FIGURE 4.

Levels of CspA in extracts from cold-shock cells and stimulation of mRNA translation by purified CspA. The levels of CspA present in the S30 extracts from control and cold-shocked cells were determined as described (Brandi et al. 1999) by immunoblotting using polyclonal antibodies against CspA followed by densitometric quantification. The amounts of CspA normalized for the total amount of protein are expressed in (densitometric) arbitrary units and plotted as a function of the time of cold shock (A). The immunological quantification does not contain error bars, because in light of the excellent agreement of these data with the previously published results (La Teana et al. 1991; Brandi et al. 1999), this experiment was performed only once.
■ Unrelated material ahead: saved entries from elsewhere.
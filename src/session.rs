/// Read-only view of the ambient auth/subscription state.
///
/// Sign-up, sign-in and session refresh live in an external identity
/// provider; the editor only ever reads this, injected at construction,
/// never mutates it.
#[derive(Debug, Clone, PartialEq, Eq)]
pub enum SessionState {
    Anonymous,
    Authenticated(UserProfile),
}

#[derive(Debug, Clone, PartialEq, Eq)]
pub struct UserProfile {
    pub name: String,
    pub email: String,
    pub plan: Plan,
}

#[derive(Debug, Clone, Copy, PartialEq, Eq)]
pub enum Plan {
    Free,
    Pro,
}

impl Plan {
    pub fn label(self) -> &'static str {
        match self {
            Plan::Free => "Free",
            Plan::Pro => "Pro",
        }
    }
}

impl SessionState {
    pub fn display_name(&self) -> &str {
        match self {
            SessionState::Anonymous => "Guest",
            SessionState::Authenticated(profile) => &profile.name,
        }
    }

    /// Stand-in profile while the real identity provider is stubbed out
    pub fn mock_authenticated() -> Self {
        SessionState::Authenticated(UserProfile {
            name: "Sam Carter".to_owned(),
            email: "sam@example.com".to_owned(),
            plan: Plan::Pro,
        })
    }
}
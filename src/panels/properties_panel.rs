use crate::app::BuilderApp;
use crate::document::ElementPatch;
use egui::{DragValue, pos2, vec2};

/// Right-hand property editor: a pure projection of the selected element.
/// Every control writes through `EditorView::apply_patch`; numeric values
/// are deliberately not clamped (a typed value is declared intent, unlike
/// drag moves). Edits coalesce into one history entry per completed widget
/// interaction.
pub fn properties_panel(app: &mut BuilderApp, ctx: &egui::Context) {
    egui::SidePanel::right("properties_panel")
        .resizable(true)
        .default_width(220.0)
        .show(ctx, |ui| {
            ui.heading("Properties");
            ui.separator();

            let Some(element) = app.editor().selected_element() else {
                ui.label("Nothing selected.");
                ui.label("Click an element on the canvas to edit it.");
                return;
            };

            let id = element.id;
            let kind = element.kind;
            let fields = kind.field_set();
            let mut content = element.content.clone();
            let mut position = element.position;
            let size = element.size;
            let footprint = element.footprint();
            let style = element.style.clone();

            ui.label(format!("{} ({id})", kind.label()));
            ui.separator();

            // Tracks whether any widget finished its interaction this frame
            let mut finished = false;

            if fields.content {
                ui.label("Content");
                let response = ui.text_edit_singleline(&mut content);
                if response.changed() {
                    app.editor_mut().apply_patch(id, ElementPatch::content(content));
                }
                finished |= response.lost_focus();
            }

            ui.add_space(6.0);
            ui.label("Position");
            ui.horizontal(|ui| {
                ui.label("x");
                let rx = ui.add(DragValue::new(&mut position.x).speed(1.0));
                ui.label("y");
                let ry = ui.add(DragValue::new(&mut position.y).speed(1.0));
                if rx.changed() || ry.changed() {
                    app.editor_mut()
                        .apply_patch(id, ElementPatch::position(pos2(position.x, position.y)));
                }
                finished |= rx.drag_stopped() || rx.lost_focus();
                finished |= ry.drag_stopped() || ry.lost_focus();
            });

            ui.add_space(6.0);
            ui.label("Size");
            let mut auto = size.is_none();
            if ui.checkbox(&mut auto, "Auto (intrinsic)").changed() {
                let patch = if auto {
                    ElementPatch {
                        auto_size: true,
                        ..ElementPatch::default()
                    }
                } else {
                    ElementPatch {
                        size: Some(footprint),
                        ..ElementPatch::default()
                    }
                };
                app.editor_mut().apply_patch(id, patch);
                finished = true;
            }
            if let Some(mut explicit) = size {
                ui.horizontal(|ui| {
                    ui.label("w");
                    let rw = ui.add(DragValue::new(&mut explicit.x).speed(1.0));
                    ui.label("h");
                    let rh = ui.add(DragValue::new(&mut explicit.y).speed(1.0));
                    if rw.changed() || rh.changed() {
                        app.editor_mut().apply_patch(
                            id,
                            ElementPatch {
                                size: Some(vec2(explicit.x, explicit.y)),
                                ..ElementPatch::default()
                            },
                        );
                    }
                    finished |= rw.drag_stopped() || rw.lost_focus();
                    finished |= rh.drag_stopped() || rh.lost_focus();
                });
            }

            if fields.font {
                ui.add_space(6.0);
                ui.label("Typography");
                finished |= style_field(app, ui, id, &style, "fontSize", "Size");
                finished |= style_field(app, ui, id, &style, "fontFamily", "Font");
                finished |= style_field(app, ui, id, &style, "color", "Color");
            }

            if fields.background {
                ui.add_space(6.0);
                ui.label("Background");
                finished |= style_field(app, ui, id, &style, "backgroundColor", "Fill");
                finished |= style_field(app, ui, id, &style, "borderRadius", "Radius");
                finished |= style_field(app, ui, id, &style, "padding", "Padding");
            }

            if finished {
                let label = kind.label();
                app.editor_mut()
                    .commit_pending_edit(format!("Edited {label}"));
            }
        });
}

/// One style key as a free-form text field. Returns true when the widget
/// interaction finished (so the caller can commit the coalesced entry).
fn style_field(
    app: &mut BuilderApp,
    ui: &mut egui::Ui,
    id: crate::element::ElementId,
    style: &crate::element::StyleMap,
    key: &str,
    label: &str,
) -> bool {
    let mut value = style.get(key).unwrap_or("").to_owned();
    let mut finished = false;
    ui.horizontal(|ui| {
        ui.label(label);
        let response = ui.text_edit_singleline(&mut value);
        if response.changed() {
            app.editor_mut().apply_patch(id, ElementPatch::style(key, &value));
        }
        finished = response.lost_focus();
    });
    finished
}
In vitro translation of cspA mRNA (▴), hns mRNA (▾), P4hupB mRNA (♦), P3hupB mRNA (•), and P2hupB mRNA (▪) was carried out with 70S ribosomes and S100 supernatant from control cells in the presence of the indicated amounts of purified CspA. The other conditions are described in Materials and Methods, and the reaction mixtures were incubated for 30 min at 37°C (B) and for 90 min at 15°C (C). The results obtained are presented as the ratio of product synthesized in the presence of the indicated amounts of CspA versus the basal level product synthesized in the absence of CspA.